## DATA SHOWN

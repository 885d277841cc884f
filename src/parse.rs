//! Decoded rows → typed records. Missing tables are zero rows; rows without
//! their identifying fields are skipped.

use crate::models::{
    CareerStats, CareerTotals, Efficiency, Game, GameRef, GameStatus, GameType, Player,
    PlayerAdvancedStats, PlayerGameStats, Ranks, SeasonRankings, SeasonTotals, ShootingLine,
    TeamAdvancedStats, TeamGameStats, Totals, Venue,
};
use crate::normalize::{
    age_from_birthdate, height_to_inches, minutes_to_decimal, normalize_position,
    parse_experience, parse_weight, rank_value,
};
use chrono::NaiveDate;
use log::debug;
use nba_stats_api::{ResultSets, Row};

pub const GAME_HEADER: &str = "GameHeader";
pub const PLAYER_STATS: &str = "PlayerStats";
pub const TEAM_STATS: &str = "TeamStats";
pub const COMMON_PLAYER_INFO: &str = "CommonPlayerInfo";
pub const COMMON_TEAM_ROSTER: &str = "CommonTeamRoster";

const SEASON_TOTALS_REGULAR: &str = "SeasonTotalsRegularSeason";
const SEASON_TOTALS_POST: &str = "SeasonTotalsPostSeason";
const CAREER_TOTALS_REGULAR: &str = "CareerTotalsRegularSeason";
const CAREER_TOTALS_POST: &str = "CareerTotalsPostSeason";
const SEASON_RANKINGS_REGULAR: &str = "SeasonRankingsRegularSeason";
const SEASON_RANKINGS_POST: &str = "SeasonRankingsPostSeason";

/// Multi-team seasons carry a combined row alongside the per-team ones.
const COMBINED_TEAM: &str = "TOT";
const DEFAULT_LEAGUE: &str = "00";

/// The player a box score row refers to, before resolution.
#[derive(Debug, Clone, PartialEq)]
pub struct PlayerRef {
    pub id: String,
    pub name: Option<String>,
    pub team_id: String,
}

/// Biographical data from `commonplayerinfo`. `listed_team_id` is whatever
/// the endpoint reported, unvalidated.
#[derive(Debug, Clone, PartialEq)]
pub struct PlayerDetail {
    pub name: Option<String>,
    pub listed_team_id: Option<String>,
    pub age: Option<i32>,
    pub position: String,
    pub height_inches: i32,
    pub weight_pounds: i32,
    pub years_experience: i32,
}

// ---------------------------------------------------------------------------
// Scoreboard
// ---------------------------------------------------------------------------

pub fn games(sets: &ResultSets, date: NaiveDate) -> Vec<Game> {
    sets.rows(GAME_HEADER)
        .iter()
        .filter_map(|row| game(row, date))
        .collect()
}

fn game(row: &Row, date: NaiveDate) -> Option<Game> {
    let id = row.non_empty("GAME_ID")?;
    let home_team_id = row.non_empty("HOME_TEAM_ID")?;
    let away_team_id = row.non_empty("VISITOR_TEAM_ID")?;
    Some(Game {
        game_type: GameType::from_game_id(&id),
        id,
        date,
        season: row.text("SEASON").unwrap_or_default(),
        home_team_id,
        away_team_id,
        home_score: None,
        away_score: None,
        status: GameStatus::from_status_id(row.int("GAME_STATUS_ID")),
    })
}

// ---------------------------------------------------------------------------
// Traditional box score
// ---------------------------------------------------------------------------

fn shooting_line(row: &Row) -> ShootingLine {
    ShootingLine {
        field_goals_made: row.count("FGM"),
        field_goals_attempted: row.count("FGA"),
        field_goal_percentage: row.rate("FG_PCT"),
        three_pointers_made: row.count("FG3M"),
        three_pointers_attempted: row.count("FG3A"),
        three_point_percentage: row.rate("FG3_PCT"),
        free_throws_made: row.count("FTM"),
        free_throws_attempted: row.count("FTA"),
        free_throw_percentage: row.rate("FT_PCT"),
        offensive_rebounds: row.count("OREB"),
        defensive_rebounds: row.count("DREB"),
        total_rebounds: row.count("REB"),
        assists: row.count("AST"),
        steals: row.count("STL"),
        blocks: row.count("BLK"),
        turnovers: row.count("TO"),
        personal_fouls: row.count("PF"),
        plus_minus: row.rate("PLUS_MINUS"),
    }
}

/// Team lines for one game. With exactly two teams each side learns the
/// other's points and whether it won.
pub fn team_game_stats(sets: &ResultSets, game: &GameRef) -> Vec<TeamGameStats> {
    let mut stats: Vec<TeamGameStats> = sets
        .rows(TEAM_STATS)
        .iter()
        .filter_map(|row| {
            let team_id = row.non_empty("TEAM_ID")?;
            Some(TeamGameStats {
                venue: Venue::of(&team_id, &game.home_team_id),
                team_id,
                game_id: game.id.clone(),
                points: row.count("PTS"),
                opponent_points: 0,
                win: false,
                line: shooting_line(row),
            })
        })
        .collect();

    if let [a, b] = stats.as_mut_slice() {
        a.opponent_points = b.points;
        b.opponent_points = a.points;
        a.win = a.points > b.points;
        b.win = b.points > a.points;
    }
    stats
}

/// Did the row's player actually take the floor?
fn played(row: &Row) -> bool {
    match row.text("MIN") {
        Some(min) => !min.trim().is_empty() && min.trim() != "0:00",
        None => false,
    }
}

fn player_ref(row: &Row) -> Option<PlayerRef> {
    Some(PlayerRef {
        id: row.non_empty("PLAYER_ID")?,
        name: row.non_empty("PLAYER_NAME"),
        team_id: row.non_empty("TEAM_ID")?,
    })
}

pub fn player_game_stats(sets: &ResultSets, game: &GameRef) -> Vec<(PlayerRef, PlayerGameStats)> {
    sets.rows(PLAYER_STATS)
        .iter()
        .filter(|row| played(row))
        .filter_map(|row| {
            let player = player_ref(row)?;
            let stats = PlayerGameStats {
                player_id: player.id.clone(),
                game_id: game.id.clone(),
                team_id: player.team_id.clone(),
                minutes_played: minutes_to_decimal(row.text("MIN").as_deref()),
                points: row.count("PTS"),
                line: shooting_line(row),
                started: row.non_empty("START_POSITION").is_some(),
                venue: Venue::of(&player.team_id, &game.home_team_id),
            };
            Some((player, stats))
        })
        .collect()
}

// ---------------------------------------------------------------------------
// Advanced box score
// ---------------------------------------------------------------------------

fn efficiency(row: &Row, turnover_field: &str) -> Efficiency {
    Efficiency {
        offensive_rating: row.rate("OFF_RATING"),
        defensive_rating: row.rate("DEF_RATING"),
        net_rating: row.rate("NET_RATING"),
        assist_percentage: row.rate("AST_PCT"),
        assist_turnover_ratio: row.rate("AST_TO"),
        offensive_rebound_percentage: row.rate("OREB_PCT"),
        defensive_rebound_percentage: row.rate("DREB_PCT"),
        rebound_percentage: row.rate("REB_PCT"),
        turnover_percentage: row.rate(turnover_field),
        effective_field_goal_percentage: row.rate("EFG_PCT"),
        true_shooting_percentage: row.rate("TS_PCT"),
        pace: row.rate("PACE"),
        pie: row.rate("PIE"),
    }
}

pub fn team_advanced_stats(sets: &ResultSets, game: &GameRef) -> Vec<TeamAdvancedStats> {
    sets.rows(TEAM_STATS)
        .iter()
        .filter_map(|row| {
            let team_id = row.non_empty("TEAM_ID")?;
            Some(TeamAdvancedStats {
                venue: Venue::of(&team_id, &game.home_team_id),
                team_id,
                game_id: game.id.clone(),
                efficiency: efficiency(row, "TM_TOV_PCT"),
            })
        })
        .collect()
}

pub fn player_advanced_stats(
    sets: &ResultSets,
    game: &GameRef,
) -> Vec<(PlayerRef, PlayerAdvancedStats)> {
    sets.rows(PLAYER_STATS)
        .iter()
        .filter(|row| played(row))
        .filter_map(|row| {
            let player = player_ref(row)?;
            let stats = PlayerAdvancedStats {
                player_id: player.id.clone(),
                game_id: game.id.clone(),
                team_id: player.team_id.clone(),
                efficiency: efficiency(row, "TOV_PCT"),
                assist_ratio: row.rate("AST_RATIO"),
                usage_percentage: row.rate("USG_PCT"),
                venue: Venue::of(&player.team_id, &game.home_team_id),
            };
            Some((player, stats))
        })
        .collect()
}

// ---------------------------------------------------------------------------
// Players
// ---------------------------------------------------------------------------

/// First `CommonPlayerInfo` row, if the payload has one.
pub fn player_detail(sets: &ResultSets, today: NaiveDate) -> Option<PlayerDetail> {
    let rows = sets.rows(COMMON_PLAYER_INFO);
    let row = rows.first()?;
    Some(PlayerDetail {
        name: row.non_empty("DISPLAY_FIRST_LAST"),
        listed_team_id: row.text("TEAM_ID"),
        age: age_from_birthdate(row.text("BIRTHDATE").as_deref(), today),
        position: normalize_position(row.text("POSITION").as_deref()),
        height_inches: height_to_inches(row.text("HEIGHT").as_deref()),
        weight_pounds: parse_weight(row.text("WEIGHT").as_deref()),
        years_experience: parse_experience(row.text("SEASON_EXP").as_deref()),
    })
}

pub fn roster_players(sets: &ResultSets, team_id: &str) -> Vec<Player> {
    sets.rows(COMMON_TEAM_ROSTER)
        .iter()
        .filter_map(|row| {
            let id = row.non_empty("PLAYER_ID")?;
            Some(Player {
                name: row.non_empty("PLAYER").unwrap_or_else(|| format!("Player {id}")),
                id,
                team_id: Some(team_id.to_string()),
                age: row.int("AGE").and_then(|a| i32::try_from(a).ok()),
                position: normalize_position(row.text("POSITION").as_deref()),
                height_inches: height_to_inches(row.text("HEIGHT").as_deref()),
                weight_pounds: parse_weight(row.text("WEIGHT").as_deref()),
                years_experience: parse_experience(row.text("EXP").as_deref()),
            })
        })
        .collect()
}

// ---------------------------------------------------------------------------
// Career
// ---------------------------------------------------------------------------

fn totals(row: &Row) -> Totals {
    Totals {
        games_played: row.count("GP"),
        games_started: row.count("GS"),
        minutes_played: row.rate("MIN"),
        field_goals_made: row.count("FGM"),
        field_goals_attempted: row.count("FGA"),
        field_goal_percentage: row.rate("FG_PCT"),
        three_pointers_made: row.count("FG3M"),
        three_pointers_attempted: row.count("FG3A"),
        three_point_percentage: row.rate("FG3_PCT"),
        free_throws_made: row.count("FTM"),
        free_throws_attempted: row.count("FTA"),
        free_throw_percentage: row.rate("FT_PCT"),
        offensive_rebounds: row.count("OREB"),
        defensive_rebounds: row.count("DREB"),
        total_rebounds: row.count("REB"),
        assists: row.count("AST"),
        steals: row.count("STL"),
        blocks: row.count("BLK"),
        turnovers: row.count("TOV"),
        personal_fouls: row.count("PF"),
        points: row.count("PTS"),
    }
}

/// Rank columns appear as `RANK_PTS` on current payloads and `PTS_RANK` on
/// older ones.
fn rank(row: &Row, stat: &str) -> Option<i32> {
    rank_value(
        row.value(&format!("RANK_{stat}"))
            .or_else(|| row.value(&format!("{stat}_RANK"))),
    )
}

fn ranks(row: &Row) -> Ranks {
    Ranks {
        games_played: rank(row, "GP"),
        games_started: rank(row, "GS"),
        minutes_played: rank(row, "MIN"),
        field_goals_made: rank(row, "FGM"),
        field_goals_attempted: rank(row, "FGA"),
        field_goal_percentage: rank(row, "FG_PCT"),
        three_pointers_made: rank(row, "FG3M"),
        three_pointers_attempted: rank(row, "FG3A"),
        three_point_percentage: rank(row, "FG3_PCT"),
        free_throws_made: rank(row, "FTM"),
        free_throws_attempted: rank(row, "FTA"),
        free_throw_percentage: rank(row, "FT_PCT"),
        offensive_rebounds: rank(row, "OREB"),
        defensive_rebounds: rank(row, "DREB"),
        total_rebounds: rank(row, "REB"),
        assists: rank(row, "AST"),
        steals: rank(row, "STL"),
        blocks: rank(row, "BLK"),
        turnovers: rank(row, "TOV"),
        personal_fouls: rank(row, "PF"),
        points: rank(row, "PTS"),
    }
}

/// Season-scoped columns common to totals and rankings, or `None` for the
/// combined multi-team row.
struct SeasonKey {
    season_id: String,
    league_id: String,
    team_id: Option<String>,
    team_abbreviation: String,
    player_age: Option<i32>,
}

fn season_key(row: &Row, player_id: &str) -> Option<SeasonKey> {
    let team_abbreviation = row.text("TEAM_ABBREVIATION").unwrap_or_default();
    let season_id = row.text("SEASON_ID").unwrap_or_default();
    if team_abbreviation == COMBINED_TEAM {
        debug!("skipping {COMBINED_TEAM} row for player {player_id} in {season_id}");
        return None;
    }
    Some(SeasonKey {
        season_id,
        league_id: row.text("LEAGUE_ID").unwrap_or_else(|| DEFAULT_LEAGUE.into()),
        team_id: row.non_empty("TEAM_ID").filter(|t| t != "0"),
        team_abbreviation,
        player_age: rank_value(row.value("PLAYER_AGE")),
    })
}

fn season_totals(sets: &ResultSets, table: &str, player_id: &str) -> Vec<SeasonTotals> {
    sets.rows(table)
        .iter()
        .filter_map(|row| {
            let key = season_key(row, player_id)?;
            Some(SeasonTotals {
                player_id: player_id.to_string(),
                season_id: key.season_id,
                league_id: key.league_id,
                team_id: key.team_id,
                team_abbreviation: key.team_abbreviation,
                player_age: key.player_age,
                totals: totals(row),
            })
        })
        .collect()
}

fn career_totals(sets: &ResultSets, table: &str, player_id: &str) -> Option<CareerTotals> {
    let rows = sets.rows(table);
    let row = rows.first()?;
    Some(CareerTotals {
        player_id: player_id.to_string(),
        league_id: row.text("LEAGUE_ID").unwrap_or_else(|| DEFAULT_LEAGUE.into()),
        totals: totals(row),
    })
}

fn season_rankings(sets: &ResultSets, table: &str, player_id: &str) -> Vec<SeasonRankings> {
    sets.rows(table)
        .iter()
        .filter_map(|row| {
            let key = season_key(row, player_id)?;
            Some(SeasonRankings {
                player_id: player_id.to_string(),
                season_id: key.season_id,
                league_id: key.league_id,
                team_id: key.team_id,
                team_abbreviation: key.team_abbreviation,
                player_age: key.player_age,
                ranks: ranks(row),
            })
        })
        .collect()
}

pub fn career_stats(sets: &ResultSets, player_id: &str) -> CareerStats {
    CareerStats {
        season_totals_regular: season_totals(sets, SEASON_TOTALS_REGULAR, player_id),
        season_totals_playoffs: season_totals(sets, SEASON_TOTALS_POST, player_id),
        career_totals_regular: career_totals(sets, CAREER_TOTALS_REGULAR, player_id),
        career_totals_playoffs: career_totals(sets, CAREER_TOTALS_POST, player_id),
        season_rankings_regular: season_rankings(sets, SEASON_RANKINGS_REGULAR, player_id),
        season_rankings_playoffs: season_rankings(sets, SEASON_RANKINGS_POST, player_id),
    }
}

## TASK PROMPT
Search the data for "Option" and list every line in which it occurs.

## WORKED SOLUTION
    pub name: Option<String>,
    pub name: Option<String>,
    pub listed_team_id: Option<String>,
    pub age: Option<i32>,
fn game(row: &Row, date: NaiveDate) -> Option<Game> {
fn player_ref(row: &Row) -> Option<PlayerRef> {
pub fn player_detail(sets: &ResultSets, today: NaiveDate) -> Option<PlayerDetail> {
fn rank(row: &Row, stat: &str) -> Option<i32> {
    team_id: Option<String>,
    player_age: Option<i32>,
fn season_key(row: &Row, player_id: &str) -> Option<SeasonKey> {
fn career_totals(sets: &ResultSets, table: &str, player_id: &str) -> Option<CareerTotals> {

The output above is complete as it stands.